------ Provided entries ------
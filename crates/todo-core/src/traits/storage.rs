//! Object store trait for todo attachments.

use std::time::Duration;

use async_trait::async_trait;

use crate::result::AppResult;

/// Trait for the object store holding todo attachments.
///
/// Implemented by the S3 provider in `todo-storage`. Callers never hold
/// store credentials; they upload through the pre-signed URL.
#[async_trait]
pub trait AttachmentStore: Send + Sync + std::fmt::Debug + 'static {
    /// Produce a time-limited URL that permits a single PUT to `key`.
    async fn presign_upload(&self, key: &str, expires_in: Duration) -> AppResult<String>;

    /// The canonical URL an object stored under `key` is served from.
    fn object_url(&self, key: &str) -> String;
}
//! Todo domain entities.

pub mod model;

pub use model::{CreateTodo, TodoItem, UpdateTodo};
//! # todo-api
//!
//! HTTP API layer for the todo backend built on Axum.
//!
//! Provides the todo REST endpoints, the token authorizer endpoint, health,
//! middleware (CORS, compression, logging), the `AuthUser` extractor, DTOs,
//! and error mapping.

pub mod app;
pub mod dto;
pub mod error;
pub mod extractors;
pub mod handlers;
pub mod middleware;
pub mod router;
pub mod state;

pub use app::{build_app, run_server};
pub use state::AppState;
------
(Instructions for the task): From the records above, retype only the lines starting at the line that contains "use crate::result::AppResult;" and ending at the line that contains "pub trait AttachmentStore: Send", both included.

(Written solution):
use crate::result::AppResult;

/// Trait for the object store holding todo attachments.
///
/// Implemented by the S3 provider in `todo-storage`. Callers never hold
/// store credentials; they upload through the pre-signed URL.
#[async_trait]
pub trait AttachmentStore: Send + Sync + std::fmt::Debug + 'static {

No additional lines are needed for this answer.